The problem
Find the line containing "container::run_container(exec, workspace, &container, params)" in the records below. Copy exactly that line and each one after it, ending at the line containing "use super::*;", and nothing more.

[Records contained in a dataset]

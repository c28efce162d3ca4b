//! The `build-cloud` workflow: prepare a workspace, bootstrap the requested
//! juju environments, run cloud-weather-report in a container, tear down.

use std::ffi::{OsStr, OsString};

use camino::{Utf8Path, Utf8PathBuf};
use clap::{ArgAction, Parser};
use tracing::{info, instrument};

use crate::container::{self, ContainerPaths, Stage};
use crate::error::{Error, Result};
use crate::juju::{self, Juju};
use crate::process::Exec;
use crate::workspace::Workspace;

/// Models that can only be reached with host networking.
pub const HOST_NETWORK_MODELS: [&str; 2] = ["lxd", "localhost"];

/// Credentials home used when neither `--juju-home` nor `JUJU_HOME` is set,
/// relative to `$HOME`.
pub const DEFAULT_JUJU_HOME: &str = "cloud-city";

/// Run cloud-weather-report tests against juju models inside a container.
#[derive(Parser, Debug, Clone, PartialEq, Eq)]
#[clap(name = "build-cloud", version)]
pub struct BuildCloudOpts {
    /// Name of models to use
    #[clap(required = true)]
    pub model: Vec<String>,

    /// File path to test plan
    pub test_plan: Utf8PathBuf,

    /// Name of bundle file to deploy, if url points to a bundle containing
    /// multiple bundle files
    #[clap(long, env = "bundle")]
    pub bundle_args: Option<String>,

    /// Increase logging; may be repeated
    #[clap(short, long, action = ArgAction::Count)]
    pub verbose: u8,

    /// Juju home directory (defaults to $HOME/cloud-city)
    #[clap(long, env = "JUJU_HOME")]
    pub juju_home: Option<Utf8PathBuf>,

    /// The directory to dump logs to
    #[clap(long)]
    pub log_dir: Option<Utf8PathBuf>,

    /// Container network mode (defaults to host for lxd and localhost models)
    #[clap(long)]
    pub network: Option<String>,

    /// Identifier of the CI job driving this run
    #[clap(long, env = "job_id")]
    pub job_id: Option<String>,

    /// Free-form configuration string passed to the container
    #[clap(long, env = "config")]
    pub config: Option<String>,

    /// Version control identity passed to the container
    #[clap(long, env = "vcs_user")]
    pub vcs_user: Option<String>,

    /// Container runtime binary
    #[clap(long, default_value = "docker")]
    pub runtime: String,

    /// Juju binary
    #[clap(long, default_value = "juju")]
    pub juju: String,

    /// Do not wrap container and ownership commands in sudo
    #[clap(long)]
    pub no_sudo: bool,

    /// Directory in which to create the per-run temporary root
    #[clap(long)]
    pub tmpdir: Option<Utf8PathBuf>,
}

/// Fully resolved parameters for one run. Immutable once built.
#[derive(Debug, Clone, PartialEq, Eq)]
pub struct RunParameters {
    pub models: Vec<String>,
    pub test_plan: Utf8PathBuf,
    pub bundle: Option<String>,
    pub verbose: u8,
    pub juju_home: Utf8PathBuf,
    pub log_dir: Option<Utf8PathBuf>,
    pub network: Option<String>,
    pub job_id: Option<String>,
    pub config: Option<String>,
    pub vcs_user: Option<String>,
    pub runtime: String,
    pub juju: String,
    pub sudo: bool,
    pub tmpdir: Option<Utf8PathBuf>,
}

fn non_empty(v: Option<String>) -> Option<String> {
    v.filter(|s| !s.is_empty())
}

/// The network mode for `models`: an explicit choice wins, otherwise host
/// networking when any model needs it.
pub fn default_network(models: &[String], explicit: Option<String>) -> Option<String> {
    non_empty(explicit).or_else(|| {
        models
            .iter()
            .any(|m| HOST_NETWORK_MODELS.contains(&m.as_str()))
            .then(|| "host".to_owned())
    })
}

/// The credentials home: explicit value, else `$HOME/cloud-city`.
pub fn resolve_juju_home(explicit: Option<Utf8PathBuf>, home: Option<&Utf8Path>) -> Result<Utf8PathBuf> {
    if let Some(p) = explicit.filter(|p| !p.as_str().is_empty()) {
        return Ok(p);
    }
    home.map(|h| h.join(DEFAULT_JUJU_HOME))
        .ok_or_else(|| Error::Config("cannot determine juju home: set --juju-home or HOME".into()))
}

/// The invoking user's home directory, if it is valid UTF-8.
pub fn user_home() -> Option<Utf8PathBuf> {
    dirs::home_dir().and_then(|p| Utf8PathBuf::from_path_buf(p).ok())
}

impl BuildCloudOpts {
    /// Derive the run parameters. Pure: the same options and `home` always
    /// give the same result.
    pub fn resolve(self, home: Option<&Utf8Path>) -> Result<RunParameters> {
        let juju_home = resolve_juju_home(self.juju_home, home)?;
        let network = default_network(&self.model, self.network);
        Ok(RunParameters {
            models: self.model,
            test_plan: self.test_plan,
            bundle: non_empty(self.bundle_args),
            verbose: self.verbose,
            juju_home,
            log_dir: self.log_dir,
            network,
            job_id: non_empty(self.job_id),
            config: non_empty(self.config),
            vcs_user: non_empty(self.vcs_user),
            runtime: self.runtime,
            juju: self.juju,
            sudo: !self.no_sudo,
            tmpdir: self.tmpdir,
        })
    }
}

impl RunParameters {
    /// Extra environment forwarded into the container.
    pub fn container_env(&self) -> Vec<(&'static str, &str)> {
        [
            ("JOB_ID", self.job_id.as_deref()),
            ("CWR_CONFIG", self.config.as_deref()),
            ("VCS_USER", self.vcs_user.as_deref()),
        ]
        .into_iter()
        .filter_map(|(k, v)| v.map(|v| (k, v)))
        .collect()
    }
}

/// Map the verbosity count to a log level: warn, info, then debug.
pub fn log_level(verbose: u8) -> tracing::Level {
    match verbose {
        0 => tracing::Level::WARN,
        1 => tracing::Level::INFO,
        _ => tracing::Level::DEBUG,
    }
}

/// Sets an environment variable for the lifetime of the guard and restores
/// the previous value (or its absence) when dropped.
#[derive(Debug)]
pub struct ScopedEnv {
    key: &'static str,
    prior: Option<OsString>,
}

impl ScopedEnv {
    pub fn set(key: &'static str, value: impl AsRef<OsStr>) -> Self {
        let prior = std::env::var_os(key);
        std::env::set_var(key, value);
        Self { key, prior }
    }
}

impl Drop for ScopedEnv {
    fn drop(&mut self) {
        match self.prior.take() {
            Some(v) => std::env::set_var(self.key, v),
            None => std::env::remove_var(self.key),
        }
    }
}

/// Bootstrap, run the container, tear down. All state is passed explicitly.
pub fn execute(exec: &dyn Exec, workspace: &Workspace, params: &RunParameters) -> Result<Stage> {
    let container = ContainerPaths::default();
    let juju = Juju::new(&params.juju, &workspace.host().juju_home);
    juju::with_models(exec, &juju, &params.models, || {
        container::run_container(exec, workspace, &container, params)
    })
}

/// Resolve the test plan and build the per-run workspace.
///
/// Nothing process-wide is touched; the caller decides whether to point
/// `JUJU_HOME` at the workspace copy (see [`ScopedEnv`]).
#[instrument(skip_all)]
pub fn prepare(mut params: RunParameters) -> Result<(Workspace, RunParameters)> {
    params.test_plan = params
        .test_plan
        .canonicalize_utf8()
        .map_err(|e| Error::resource(&params.test_plan, e))?;
    let workspace = Workspace::prepare(&params.juju_home, params.tmpdir.as_deref())?;
    info!("Prepared workspace {}", workspace.host().root);
    Ok((workspace, params))
}

#[cfg(test)]
mod tests {
    use std::fs;

    use super::*;
    use crate::testutil::{sample_params, RecordingExec};

    fn parse(args: &[&str]) -> BuildCloudOpts {
        BuildCloudOpts::try_parse_from(std::iter::once("build-cloud").chain(args.iter().copied()))
            .unwrap()
    }

    #[test]
    fn test_parse_args() {
        let opts = parse(&["--juju-home", "/srv/juju", "cwr-model", "test-plan"]);
        assert_eq!(opts.model, ["cwr-model"]);
        assert_eq!(opts.test_plan, "test-plan");
        assert_eq!(opts.verbose, 0);
        assert_eq!(opts.log_dir, None);
        assert_eq!(opts.runtime, "docker");
        assert!(!opts.no_sudo);
    }

    #[test]
    fn test_parse_multiple_models() {
        let opts = parse(&["-vv", "--juju-home", "/srv/juju", "aws", "gce", "plan.yaml"]);
        assert_eq!(opts.model, ["aws", "gce"]);
        assert_eq!(opts.test_plan, "plan.yaml");
        assert_eq!(opts.verbose, 2);
    }

    #[test]
    fn test_parse_requires_model_and_plan() {
        assert!(BuildCloudOpts::try_parse_from(["build-cloud", "plan.yaml"]).is_err());
    }

    #[test]
    fn test_resolve_is_deterministic() {
        let args = ["--juju-home", "/srv/juju", "--log-dir", "/srv/logs", "aws", "p.yaml"];
        let home = Some(Utf8Path::new("/home/u"));
        let a = parse(&args).resolve(home).unwrap();
        let b = parse(&args).resolve(home).unwrap();
        assert_eq!(a, b);
        assert_eq!(a.juju_home, "/srv/juju");
        assert_eq!(a.log_dir.as_deref(), Some(Utf8Path::new("/srv/logs")));
        assert!(a.sudo);
    }

    #[test]
    fn test_resolve_juju_home_default() {
        let home = Utf8Path::new("/tmp/home");
        assert_eq!(resolve_juju_home(None, Some(home)).unwrap(), "/tmp/home/cloud-city");
        assert_eq!(
            resolve_juju_home(Some("/x".into()), Some(home)).unwrap(),
            "/x"
        );
        assert_eq!(
            resolve_juju_home(Some("".into()), Some(home)).unwrap(),
            "/tmp/home/cloud-city"
        );
        assert!(matches!(resolve_juju_home(None, None), Err(Error::Config(_))));
    }

    #[test]
    fn test_default_network() {
        let m = |names: &[&str]| names.iter().map(|s| s.to_string()).collect::<Vec<_>>();
        assert_eq!(default_network(&m(&["lxd"]), None).as_deref(), Some("host"));
        assert_eq!(default_network(&m(&["localhost"]), None).as_deref(), Some("host"));
        assert_eq!(default_network(&m(&["aws"]), None), None);
        assert_eq!(
            default_network(&m(&["lxd"]), Some("bridge".into())).as_deref(),
            Some("bridge")
        );
        assert_eq!(
            default_network(&m(&["aws"]), Some("none".into())).as_deref(),
            Some("none")
        );
    }

    #[test]
    fn test_container_env() {
        let mut p = sample_params();
        assert!(p.container_env().is_empty());
        p.job_id = Some("17".into());
        p.vcs_user = Some("octo".into());
        assert_eq!(p.container_env(), [("JOB_ID", "17"), ("VCS_USER", "octo")]);
    }

    #[test]
    fn test_empty_values_are_unset() {
        let mut opts = parse(&["--juju-home", "/j", "--bundle-args", "", "aws", "p.yaml"]);
        opts.job_id = Some(String::new());
        let p = opts.resolve(None).unwrap();
        assert_eq!(p.bundle, None);
        assert_eq!(p.job_id, None);
    }

    #[test]
    fn test_log_level() {
        assert_eq!(log_level(0), tracing::Level::WARN);
        assert_eq!(log_level(1), tracing::Level::INFO);
        assert_eq!(log_level(2), tracing::Level::DEBUG);
        assert_eq!(log_level(9), tracing::Level::DEBUG);
    }

    #[test]
    fn test_scoped_env_restores() {
        const KEY: &str = "BUILDCLOUD_TEST_SCOPED_ENV";
        std::env::remove_var(KEY);
        {
            let _g = ScopedEnv::set(KEY, "inner");
            assert_eq!(std::env::var(KEY).unwrap(), "inner");
        }
        assert!(std::env::var_os(KEY).is_none());

        std::env::set_var(KEY, "outer");
        let r = std::panic::catch_unwind(|| {
            let _g = ScopedEnv::set(KEY, "inner");
            panic!("fail inside scope");
        });
        assert!(r.is_err());
        assert_eq!(std::env::var(KEY).unwrap(), "outer");
        std::env::remove_var(KEY);
    }

    #[test]
    fn test_execute_end_to_end() {
        let (_td, ws, mut params) = crate::testutil::workspace();
        params.models = vec!["aws".into(), "lxd".into()];
        let exec = RecordingExec::default();
        let stage = execute(&exec, &ws, &params).unwrap();
        assert_eq!(stage, Stage::Skipped);
        let lines = exec.lines();
        assert_eq!(lines.first().map(String::as_str), Some("juju --version"));
        let run = lines.iter().position(|l| l.starts_with("sudo docker run")).unwrap();
        let chown = lines.iter().position(|l| l.starts_with("sudo chown")).unwrap();
        let destroy = lines.iter().position(|l| l.contains("destroy-environment")).unwrap();
        assert!(run < chown && chown < destroy);
        assert_eq!(
            lines.iter().filter(|l| l.contains("destroy-environment")).count(),
            2
        );
        assert!(fs::metadata(&ws.host().juju_home).unwrap().is_dir());
    }

    #[test]
    fn test_prepare_missing_test_plan() {
        let mut params = sample_params();
        params.test_plan = "/nonexistent/plan.yaml".into();
        let r = prepare(params);
        assert!(matches!(r, Err(Error::Resource { .. })));
    }

    #[test]
    fn test_prepare_and_execute_leave_environment_alone() {
        let (_td, _ws, mut params) = crate::testutil::workspace();
        let plan = params.tmpdir.as_ref().unwrap().join("plan.yaml");
        fs::write(&plan, "bundle_name: x\n").unwrap();
        params.test_plan = plan;
        let before = std::env::var_os("JUJU_HOME");

        let (ws, params) = prepare(params).unwrap();
        let exec = RecordingExec::default();
        execute(&exec, &ws, &params).unwrap();

        assert_eq!(std::env::var_os("JUJU_HOME"), before);
        let home = ws.host().juju_home.to_string();
        let calls = exec.calls();
        let bootstrap = calls
            .iter()
            .find(|i| i.argv().first().map(String::as_str) == Some("bootstrap"))
            .unwrap();
        assert_eq!(bootstrap.envs(), [("JUJU_HOME".to_owned(), home)]);
    }
}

Written answer
        container::run_container(exec, workspace, &container, params)
    })
}

/// Resolve the test plan and build the per-run workspace.
///
/// Nothing process-wide is touched; the caller decides whether to point
/// `JUJU_HOME` at the workspace copy (see [`ScopedEnv`]).
#[instrument(skip_all)]
pub fn prepare(mut params: RunParameters) -> Result<(Workspace, RunParameters)> {
    params.test_plan = params
        .test_plan
        .canonicalize_utf8()
        .map_err(|e| Error::resource(&params.test_plan, e))?;
    let workspace = Workspace::prepare(&params.juju_home, params.tmpdir.as_deref())?;
    info!("Prepared workspace {}", workspace.host().root);
    Ok((workspace, params))
}

#[cfg(test)]
mod tests {
    use std::fs;

    use super::*;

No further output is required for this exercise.